There are two main ways of dealing with the problem of tagging proliferation. One is to be completely laissez-faire—let posters tag whatever they want and hope searchers can figure out what words they need to look for. It’s easy to set up, but it tends to lead to an explosion of tags, as posters stack on more tags just in case and searchers don’t know which one is best. Laissez-faire tags are common on social media; if I post an aesthetic photo of a book I’m reading on Instagram, I have over 20 relevant tags to choose from, such as #book #books #readers #reader #reading #reads #goodreads #read #booksofig #readersofig #booksofinstagram #readersofinstagram #readstagram #bookstagram #bookshelf #bookshelves #bookshelfie #booknerd #bookworm #bookish #bookphotography #bookcommunity #booklover #booksbooksbooks #bookstagrammer #booktography #readers #readabook #readmorebooks #readingtime #alwaysreading #igreads #instareads #amreading. “Am reading” indeed—reading full paragraphs of tags.
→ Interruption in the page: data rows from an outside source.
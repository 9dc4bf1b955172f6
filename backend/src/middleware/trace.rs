//! Tracing middleware attaching a request-scoped trace identifier.
//!
//! Each incoming request receives a UUID [`TraceId`] stored in task-local
//! storage for correlation across logs and error responses.
//!
//! Tokio task-local variables are not inherited across spawned tasks. Use
//! [`TraceId::propagate`] when spawning work so the active identifier
//! follows it.

use std::task::{Context, Poll};

use actix_web::Error;
use actix_web::dev::{Service, ServiceRequest, ServiceResponse, Transform};
use actix_web::http::header::{HeaderName, HeaderValue};
use futures_util::future::{LocalBoxFuture, Ready, ready};
use tracing::{Instrument, error, info_span};

use crate::domain::TraceId;

/// Response header carrying the request's trace identifier.
pub const TRACE_ID_HEADER: &str = "trace-id";

/// Tracing middleware attaching a request-scoped UUID and
/// adding a `trace-id` header to every response.
///
/// Handlers can read the trace ID via [`TraceId::current`].
///
/// # Examples
/// ```
/// use actix_web::App;
/// use carebridge::Trace;
///
/// let app = App::new().wrap(Trace);
/// ```
#[derive(Clone)]
pub struct Trace;

impl<S, B> Transform<S, ServiceRequest> for Trace
where
    S: Service<ServiceRequest, Response = ServiceResponse<B>, Error = Error> + 'static,
    S::Future: 'static,
    B: 'static,
{
    type Response = ServiceResponse<B>;
    type Error = Error;
    type InitError = ();
    type Transform = TraceMiddleware<S>;
    type Future = Ready<Result<Self::Transform, Self::InitError>>;

    fn new_transform(&self, service: S) -> Self::Future {
        ready(Ok(TraceMiddleware { service }))
    }
}

/// Service wrapper produced by [`Trace`].
///
/// Applications should not use this type directly.
pub struct TraceMiddleware<S> {
    service: S,
}

impl<S, B> Service<ServiceRequest> for TraceMiddleware<S>
where
    S: Service<ServiceRequest, Response = ServiceResponse<B>, Error = Error> + 'static,
    S::Future: 'static,
    B: 'static,
{
    type Response = ServiceResponse<B>;
    type Error = Error;
    type Future = LocalBoxFuture<'static, Result<Self::Response, Self::Error>>;

    fn poll_ready(&self, cx: &mut Context<'_>) -> Poll<Result<(), Self::Error>> {
        self.service.poll_ready(cx)
    }

    fn call(&self, req: ServiceRequest) -> Self::Future {
        let trace_id = TraceId::generate();
        let header_value = trace_id.to_string();
        let span = info_span!(
            "http_request",
            %trace_id,
            method = %req.method(),
            path = %req.path()
        );
        let fut = self.service.call(req);
        Box::pin(
            TraceId::scope(trace_id, async move {
                let mut res = fut.await?;
                match HeaderValue::from_str(&header_value) {
                    Ok(value) => {
                        res.response_mut()
                            .headers_mut()
                            .insert(HeaderName::from_static(TRACE_ID_HEADER), value);
                    }
                    Err(error) => {
                        error!(
                            %error,
                            trace_id = %trace_id,
                            "failed to encode trace identifier header"
                        );
                    }
                }
                Ok(res)
            })
            .instrument(span),
        )
    }
}

#[cfg(test)]
mod tests {
    use super::*;
    use crate::domain::{ApiResult, Error as DomainError};
    use actix_web::{App, HttpResponse, test, web};

    #[actix_web::test]
    async fn adds_trace_id_header() {
        let app = test::init_service(
            App::new()
                .wrap(Trace)
                .route("/", web::get().to(|| async { HttpResponse::Ok().finish() })),
        )
        .await;
        let req = test::TestRequest::get().uri("/").to_request();
        let res = test::call_service(&app, req).await;
        assert!(res.headers().contains_key(TRACE_ID_HEADER));
    }

    async fn test_trace_with_handler<F, Fut, Res>(
        handler: F,
    ) -> (
        actix_web::dev::ServiceResponse<actix_web::body::BoxBody>,
        String,
    )
    where
        F: Fn() -> Fut + Clone + 'static,
        Fut: std::future::Future<Output = Res> + 'static,
        Res: actix_web::Responder + 'static,
    {
        let app =
            test::init_service(App::new().wrap(Trace).route("/", web::get().to(handler))).await;
        let req = test::TestRequest::get().uri("/").to_request();
        let res = test::call_service(&app, req).await;
        let trace_id = res
            .headers()
            .get(TRACE_ID_HEADER)
            .expect("trace id header")
            .to_str()
            .expect("header is ascii")
            .to_owned();
        (res, trace_id)
    }

    #[actix_web::test]
    async fn exposes_trace_id_in_handler() {
        let (res, trace_id) = test_trace_with_handler(|| async move {
            let id = TraceId::current().expect("trace id in scope");
            HttpResponse::Ok().body(id.to_string())
        })
        .await;
        let body = test::read_body(res).await;
        let body = std::str::from_utf8(&body).expect("utf8 body");
        assert_eq!(trace_id, body);
    }

    #[actix_web::test]
    async fn propagates_trace_id_in_error() {
        let (res, trace_id) = test_trace_with_handler(|| async move {
            ApiResult::<HttpResponse>::Err(DomainError::forbidden("작성자만 수정할 수 있습니다"))
        })
        .await;
        let body: DomainError = test::read_body_json(res).await;
        assert_eq!(body.trace_id(), Some(trace_id.as_str()));
    }
}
The other solution to the proliferation of competing tags is to implement a controlled, top-down, rigid tagging system. Just as the Dewey Decimal System has a single subcategory for Shakespeare so library browsers can be sure to find Hamlet near Romeo and Juliet, rigid tagging systems define a single list of non-overlapping tags and require that everyone use them. They’re more popular in professional and technical databases than in public-facing social media, but they’re a nice idea in theory—if you only allow the tag “cataract” then no one will have to duplicate effort by also searching under “cataracts” and “cataract surgery.”
The problem is rigid tags take effort to learn; it’s hard to convince the general public to memorize a gigantic taxonomy. Also, they become outdated. Tagging systems are a way of imposing order on the real world, and the world doesn’t just stop moving and changing once you’ve got your nice categories set up. Take words related to gender and sexuality: The way we talk about these topics has evolved a lot in recent decades, but library and medical databases have been slower to keep up.